Аверинцев — это ровный, светлый напор гибкого ума. Каждое его слово хочется запоминать, записывать; и тем не менее он удивляет еще большим даром размеренного, невсполошенного потока мысли. Он пренебрежительно отозвался о так называемом русском структурализме («Ну в самом деле, о какой научности можно говорить у Комы Иванова?»), который есть просто магизм («каббалистика», вспомнил я Рождественского о Шаумяне), колдовство, попытки построить язык, на котором невозможно лгать, «как если бы на языке, на котором невозможно лгать, неизбежно было бы говорить только правду». На мое напоминание о Зализняке он не ответил, как вообще часто не отвечает на внешние вопросы, когда еще не исчерпал себя внутренний ход мысли.
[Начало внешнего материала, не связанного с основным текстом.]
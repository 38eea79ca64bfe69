//! Enemy simulation client binary.
//!
//! Composition root: reads configuration from the environment, loads content,
//! builds the runtime with a frame driver and plays a scripted encounter while
//! logging every runtime event.
//!
//! # Examples
//!
//! ```bash
//! RUST_LOG=runtime=debug SIM_TURNS=40 cargo run -p client-cli
//!
//! ENCOUNTER_PATH=crates/game/content/data/encounter.ron \
//! ENEMY_CONFIG_PATH=crates/game/content/data/enemy.toml \
//!     cargo run -p client-cli
//! ```
mod config;
mod logging;
mod scenario;

use anyhow::{Context, Result};
use tokio::sync::broadcast::error::RecvError;
use tracing::{info, warn};

use config::CliConfig;
use game_content::{ConfigLoader, EncounterLoader};
use game_core::EnemyConfig;
use runtime::{Runtime, Topic};

#[tokio::main]
async fn main() -> Result<()> {
    // Load .env file if it exists (silently ignore if not found)
    let _ = dotenvy::dotenv();

    let config = CliConfig::from_env();
    let _log_guard = logging::setup_logging(config.log_dir.as_deref())?;

    let enemy_config = match &config.enemy_config_path {
        Some(path) => ConfigLoader::load(path)?,
        None => EnemyConfig::default(),
    };
    let encounter = match &config.encounter_path {
        Some(path) => EncounterLoader::load(path)?,
        None => scenario::default_encounter(),
    };
    info!(
        width = encounter.width,
        height = encounter.height,
        enemies = encounter.enemies.len(),
        "encounter loaded"
    );

    let mut builder = Runtime::builder()
        .encounter(encounter)
        .enemy_config(enemy_config)
        .frame_rate(config.frame_rate_hz);
    if let Some(seed) = config.feedback_seed {
        builder = builder.feedback_seed(seed);
    }
    let runtime = builder.build().await.context("failed to build runtime")?;

    spawn_event_logger(&runtime);

    let ending = scenario::play(
        &runtime,
        config.turns,
        config.player_damage,
        config.turn_pause,
    )
    .await?;

    let snapshot = runtime.handle().snapshot().await?;
    info!(
        ?ending,
        turns = snapshot.turn,
        food = snapshot.player.map(|player| player.food()),
        enemies_left = snapshot.enemies.iter().filter(|enemy| enemy.state.is_alive()).count(),
        "encounter finished"
    );

    runtime.shutdown().await?;
    Ok(())
}

/// Logs every event on every topic until the runtime goes away.
fn spawn_event_logger(runtime: &Runtime) {
    let receivers = runtime
        .handle()
        .subscribe_multiple(&[Topic::Turn, Topic::Combat, Topic::Animation]);

    for (topic, mut rx) in receivers {
        tokio::spawn(async move {
            loop {
                match rx.recv().await {
                    Ok(event) => info!(target: "client::events", ?topic, ?event),
                    Err(RecvError::Lagged(skipped)) => {
                        warn!(target: "client::events", ?topic, skipped, "event logger lagged");
                    }
                    Err(RecvError::Closed) => break,
                }
            }
        });
    }
}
Неопределимое Woge ритма, размеренности, музыки накладывается у него на подручный υποκείμενον, который всегда заново и в меру ума говорящего переосмысляется, т. е. как бы вновь творится. Аверинцев называет этот неисчерпаемый исток «молчанием»; молчание нужно, чтобы зерно мысли вызрело, и оно же хранит в себе главный, сплошной, неуничтожимый смысл. И такое молчание он ставит в средоточие русского бытия; так молчат старушки, глядя на разрушение храма Христа Спасителя, и это их молчание неизмеримо сильнее, чем если бы они организовались для борьбы. В самом деле, взявший меч от меча и погибнет, и не в каком‑нибудь переносном, а в прямом смысле; партия противопоставилась бы другой партии, и тогда несомненно на месте разрушенного храма что‑нибудь возникло (а так — лужа ведь, swimming‑pool!). В русском молчании Аверинцев видит женскость национального характера; молчит он и сам, когда к нему приступает [Василий Григорьевич] Кисунько со своими благоглупостями.

Когда заговаривает Авер., можно бояться, что выйдет слишком длинновато и округло, но и можно рассчитывать, что все будет серьезно, надежно, глубоко, а главное — не односторонне, без провокации, без вызова, без той нервности, которая сопровождает неуверенность мысли[127]. Так было и когда он после наших рассказов о встрече с Бёллем заговорил о нем. Верно, критично и для Бёлля необидно сказать, что, охраняемый от заблуждений сам лично чистотой своего сердца, он неправ, когда чуть ли не одобряет грязь, якобы спасающую от ханжества; и что в стремлении снять все перегородки, обезличить различия он готов снести и стены собственного дома.

10.3.1975. Смерть Бахтина (вечером 7 марта, уже без сознания). С Аверинцевым до Вишняковского переулка. Растерянность, наивность. Его взгляд во время службы.

Его почерк в сравнении с почерком Михайлова, у которого страница выглядит как компактное целое. Интонация. О времени: ну ведь дьявольская же неопределенность. Старое всё отходит. Ночи он иногда проводит в страхе и ужасе, беспричинном, радостном. Суд сейчас творится над каждым. Тишина обманчива. По дороге оттуда — о смирении. Bene vivit qui bene latuit.

13.3.1975. Интерес властей к нашей философии возрос ввиду поднявшейся ее значимости; она стала котироваться благодаря Мамардашвили, Пятигорскому, Аверинцеву, 5–му тому Ренатиной «Энциклопедии». Заметив это и, естественно, решив использовать нарастающее влияние, власти «упорядочивают» и даже расширяют деятельность заинтересовавшей их области. Но выходит так, что для этого упорядочения им в первую очередь почему‑то нужно как раз выгнать Мамардашвили из редакции «Вопросов философии», довести до отъезда Пятигорского, умерить самостоятельность Аверинцева, не давать Ренате работать как и где она хочет и может. Происходит нечто подобное колонизации Арбата военной и партийной верхушкой, которая переселяется туда ради арбатского интеллигентного престижа, но интеллигенцию при этом всю оттуда вымещает.